Le marché du High Yield avait bien performé entre 2010 et 2012, malgré la crise de la dette souveraine en Europe. La performance du HY s’était élevée à 14% en 2010, -1% en 2011 et +23% en 2012. Par contre, la crise souveraine avait apporté de la volatilité.

Quelle est votre duration préférée?

Nous sommes neutres sur la duration.
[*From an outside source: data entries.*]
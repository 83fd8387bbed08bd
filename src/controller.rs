use std::time::{Duration, Instant};
use tracing::{debug, info, warn};

use crate::client::ApiClient;
use crate::error::{FetchError, UpdateError};
use crate::filters::{build_query, FilterState, StatusFilter};
use crate::models::{JobRecord, Status};
use crate::render::{ActionCommand, ActionId, TableRenderer, TableView};

pub const UPDATE_FAILED_ALERT: &str = "Could not update job status.";

/// A change of one filter control.
#[derive(Debug, Clone, PartialEq, Eq)]
pub enum Input {
    SetStatusFilter(StatusFilter),
    ToggleGerman(String),
    ToggleSeniority(String),
    SetDays(Option<u32>),
    /// Search text edited; fetched after the debounce delay.
    SetQuery(String),
    RefreshCache,
}

#[derive(Debug, Clone, PartialEq, Eq)]
pub struct FetchTicket {
    pub seq: u64,
    pub url: String,
}

#[derive(Debug, Clone, PartialEq, Eq)]
pub struct StatusChange {
    pub filename: String,
    pub status: Status,
    /// The row was hidden optimistically when the change was issued.
    pub hid_row: bool,
}

/// Work the front end must carry out on the controller's behalf.
#[derive(Debug, Clone, PartialEq, Eq)]
pub enum Effect {
    Fetch(FetchTicket),
    UpdateStatus(StatusChange),
    Open { url: String, no_referrer: bool },
}

/// Trailing-edge debounce: only the last schedule within the delay fires.
#[derive(Debug)]
pub struct Debounce {
    delay: Duration,
    deadline: Option<Instant>,
}

impl Debounce {
    pub fn new(delay: Duration) -> Self {
        Self {
            delay,
            deadline: None,
        }
    }

    pub fn schedule(&mut self, now: Instant) {
        self.deadline = Some(now + self.delay);
    }

    pub fn deadline(&self) -> Option<Instant> {
        self.deadline
    }

    /// Returns true once per schedule, when `now` has reached the deadline.
    pub fn fire(&mut self, now: Instant) -> bool {
        match self.deadline {
            Some(at) if at <= now => {
                self.deadline = None;
                true
            }
            _ => false,
        }
    }
}

#[derive(Debug, Clone, Copy)]
pub struct ControllerOptions {
    pub debounce: Duration,
    /// Ignore a list response when a newer one has already been shown.
    pub drop_stale_responses: bool,
}

impl Default for ControllerOptions {
    fn default() -> Self {
        Self {
            debounce: Duration::from_millis(300),
            drop_stale_responses: true,
        }
    }
}

pub struct Controller {
    api: ApiClient,
    renderer: TableRenderer,
    filters: FilterState,
    debounce: Debounce,
    drop_stale: bool,
    view: TableView,
    records: Vec<JobRecord>,
    next_seq: u64,
    applied_seq: u64,
    in_flight: usize,
    alert: Option<String>,
}

impl Controller {
    pub fn new(api: ApiClient, renderer: TableRenderer, options: ControllerOptions) -> Self {
        let view = renderer.loading();
        Self {
            api,
            renderer,
            filters: FilterState::default(),
            debounce: Debounce::new(options.debounce),
            drop_stale: options.drop_stale_responses,
            view,
            records: Vec::new(),
            next_seq: 0,
            applied_seq: 0,
            in_flight: 0,
            alert: None,
        }
    }

    /// Initial load with default filters.
    pub fn start(&mut self) -> Vec<Effect> {
        self.fetch().into_iter().collect()
    }

    pub fn filters(&self) -> &FilterState {
        &self.filters
    }

    pub fn view(&self) -> &TableView {
        &self.view
    }

    pub fn record(&self, filename: &str) -> Option<&JobRecord> {
        self.records.iter().find(|r| r.filename == filename)
    }

    pub fn loading(&self) -> bool {
        self.in_flight > 0
    }

    pub fn alert(&self) -> Option<&str> {
        self.alert.as_deref()
    }

    pub fn show_alert(&mut self, message: impl Into<String>) {
        self.alert = Some(message.into());
    }

    pub fn dismiss_alert(&mut self) {
        self.alert = None;
    }

    pub fn next_deadline(&self) -> Option<Instant> {
        self.debounce.deadline()
    }

    pub fn handle(&mut self, input: Input, now: Instant) -> Vec<Effect> {
        match input {
            Input::SetStatusFilter(status) => self.filters.status = status,
            Input::ToggleGerman(value) => self.filters.german.toggle(&value),
            Input::ToggleSeniority(value) => self.filters.seniority.toggle(&value),
            Input::SetDays(days) => self.filters.days_since_saved = days,
            Input::SetQuery(query) => {
                self.filters.query = query;
                self.debounce.schedule(now);
                return Vec::new();
            }
            Input::RefreshCache => self.filters.request_cache_refresh(),
        }
        self.fetch().into_iter().collect()
    }

    /// Fires the debounced search fetch once its delay has elapsed.
    pub fn poll(&mut self, now: Instant) -> Vec<Effect> {
        if self.debounce.fire(now) {
            return self.fetch().into_iter().collect();
        }
        Vec::new()
    }

    fn fetch(&mut self) -> Option<Effect> {
        let snapshot = self.filters.take_snapshot();
        let params = build_query(&snapshot);
        let url = match self.api.jobs_url(&params) {
            Ok(url) => url,
            Err(e) => {
                warn!(error = %e, "could not build job list URL");
                self.show_failure();
                return None;
            }
        };

        self.next_seq += 1;
        self.in_flight += 1;
        info!(seq = self.next_seq, %url, "fetching job list");
        Some(Effect::Fetch(FetchTicket {
            seq: self.next_seq,
            url: url.to_string(),
        }))
    }

    fn show_failure(&mut self) {
        self.records.clear();
        self.view = self.renderer.failed();
    }

    /// Applies a list response. Returns false when it was discarded as stale.
    pub fn on_fetch_result(&mut self, seq: u64, result: Result<Vec<JobRecord>, FetchError>) -> bool {
        self.in_flight = self.in_flight.saturating_sub(1);

        if self.drop_stale && seq < self.applied_seq {
            debug!(seq, applied = self.applied_seq, "discarding stale job list response");
            return false;
        }
        self.applied_seq = self.applied_seq.max(seq);

        match result {
            Ok(records) => {
                info!(seq, count = records.len(), "job list loaded");
                self.view = self.renderer.render(&records);
                self.records = records;
            }
            Err(e) => {
                warn!(seq, status = ?e.status(), error = %e, "failed to fetch jobs");
                self.show_failure();
            }
        }
        true
    }

    /// Runs the command behind an interactive table element.
    pub fn trigger(&mut self, id: &ActionId) -> Vec<Effect> {
        let Some(command) = self.view.command(id).cloned() else {
            debug!(?id, "no handler for action");
            return Vec::new();
        };
        match command {
            ActionCommand::Open { url, no_referrer } => vec![Effect::Open { url, no_referrer }],
            ActionCommand::ChangeStatus { filename, status } => {
                vec![self.change_status(&filename, status)]
            }
        }
    }

    /// Hides the row right away if it would drop out of the current status
    /// filter, then asks for the update.
    pub fn change_status(&mut self, filename: &str, status: Status) -> Effect {
        let hid_row = !self.filters.status.admits(status)
            && self.view.set_hidden(filename, true) == Some(false);
        info!(filename, %status, hid_row, "changing job status");
        Effect::UpdateStatus(StatusChange {
            filename: filename.to_string(),
            status,
            hid_row,
        })
    }

    /// On success the whole list is refreshed; on failure the user is alerted
    /// and an optimistic hide is undone.
    pub fn on_update_result(
        &mut self,
        change: &StatusChange,
        result: Result<(), UpdateError>,
    ) -> Vec<Effect> {
        match result {
            Ok(()) => self.fetch().into_iter().collect(),
            Err(e) => {
                warn!(filename = %change.filename, error = %e, "error updating status");
                if change.hid_row {
                    self.view.set_hidden(&change.filename, false);
                }
                self.show_alert(UPDATE_FAILED_ALERT);
                Vec::new()
            }
        }
    }
}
Celle du HY est la plus faible de la classe d’actifs obligataire, à 2,8 ans, contre 4,7 pour l’IG et 6,7 pour les titres souverains. Cette faible duration permet de mieux comprendre pourquoi le HY était la meilleure classe d’actifs obligataire en 2022 et en 2023 (au moment de la baisse des spreads).

En 2024, la performance du HY (1,2% depuis le début janvier) est supérieure à celle de l’IG (-0,35%).

Est-il préférable d’investir dans le HY avec un fonds actif ou un fonds indiciel?

La gestion active est souvent plus performante que la gestion indicielle dans le HY parce que les ETF ont des frais semblables et absorbent tous les défauts de débiteurs. Sur les 10 dernières années, la différence de rendement entre notre fonds et un ETF atteint 13% après les frais. A la différence de notre équipe, les ETF ne font pas de sélection de crédit.

Le HY n’est pas un marché aussi efficient que les actions. Un gérant actif peut faire la différence à travers l’analyse de crédit et la qualité du «timing», donc la capacité d’anticipation du marché pour décider de reprendre ou de réduire du risque.